Which is why, maybe, since Hollywood is in California, movies about escaping our sick planet Earth abound.
But, per the typical “Uh-oh, it’s Armageddon, let’s escape to a utopia” movie, this one’s also not what we could really use, namely, a common-sense approach to our global problem, like planting more trees and eating less meat.
“Tomorrowland” is just a variation on the fiddling-with-technology approach. You’ve got your space-station utopias (“Oblivion,” “Wall-E”), your take-a-wormhole-to-a-distant-planet utopia (“Interstellar”), and now we’ve got a parallel-dimension-hopping utopia.
These are all “addiction of geography” utopias (more on that later), which allow us to maintain our same self-centered mindset and continue exploiting resources on other planets, or wherever, since we’ve already hoovered up everything down here.

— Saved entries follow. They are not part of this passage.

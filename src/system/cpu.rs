use serde::{Deserialize, Serialize};

/// Accumulated CPU time per state since boot, in kernel clock ticks.
///
/// Field order follows the columns of a `cpu` line in `/proc/stat`.
#[derive(Clone, Copy, Debug, Default, PartialEq, Eq, Serialize, Deserialize)]
pub struct CpuTimes {
    pub user: u64,
    pub nice: u64,
    pub system: u64,
    pub idle: u64,
    pub iowait: u64,
    pub irq: u64,
    pub softirq: u64,
    pub steal: u64,
    pub guest: u64,
    pub guest_nice: u64,
}

/// Metric names for the ten CPU states, in `/proc/stat` column order.
pub const CPU_STATE_NAMES: [&str; 10] = [
    "user",
    "nice",
    "system",
    "idle",
    "iowait",
    "irq",
    "softirq",
    "steal",
    "guest",
    "guest_nice",
];

impl CpuTimes {
    pub fn as_array(&self) -> [u64; 10] {
        [
            self.user,
            self.nice,
            self.system,
            self.idle,
            self.iowait,
            self.irq,
            self.softirq,
            self.steal,
            self.guest,
            self.guest_nice,
        ]
    }

    /// Build from the numeric columns of a `cpu` line. The first four columns
    /// are required; later ones are zero on kernels that do not report them.
    pub fn from_columns(columns: &[u64]) -> Option<Self> {
        if columns.len() < 4 {
            return None;
        }
        let at = |i: usize| columns.get(i).copied().unwrap_or(0);
        Some(CpuTimes {
            user: at(0),
            nice: at(1),
            system: at(2),
            idle: at(3),
            iowait: at(4),
            irq: at(5),
            softirq: at(6),
            steal: at(7),
            guest: at(8),
            guest_nice: at(9),
        })
    }
}
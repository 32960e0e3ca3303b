pub mod collector;
pub mod cpu;
pub mod procfs;
pub mod snapshot;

Brad Bird, best known for “The Incredibles,” and “Mission: Impossible—Ghost Protocol,” has made a fairly fun, sometimes tedious, sometimes surprisingly thoughtful, Disney adventure movie. It should have been 2015’s summer blockbuster, but it falls far short.
At the outset, inventor Frank Walker (George Clooney) stands there complaining to the camera about how, back when he was a kid, the future was different.
We’re introduced to his younger self (Thomas Robinson, a spot-on, look-alike casting choice) at the 1964 New York World’s Fair, demonstrating his jerry-rigged “Rocketeer”-like jetpack (are those vacuum-cleaner parts?). He’s hoping to win the $50 prize money.
But young Frank didn’t count on running up against a sort of 1960s version of Simon Cowell of “America’s Got Talent,” played by Hugh Laurie, as the judge of gizmos, who dismisses young Frank’s ingeniousness with meanness.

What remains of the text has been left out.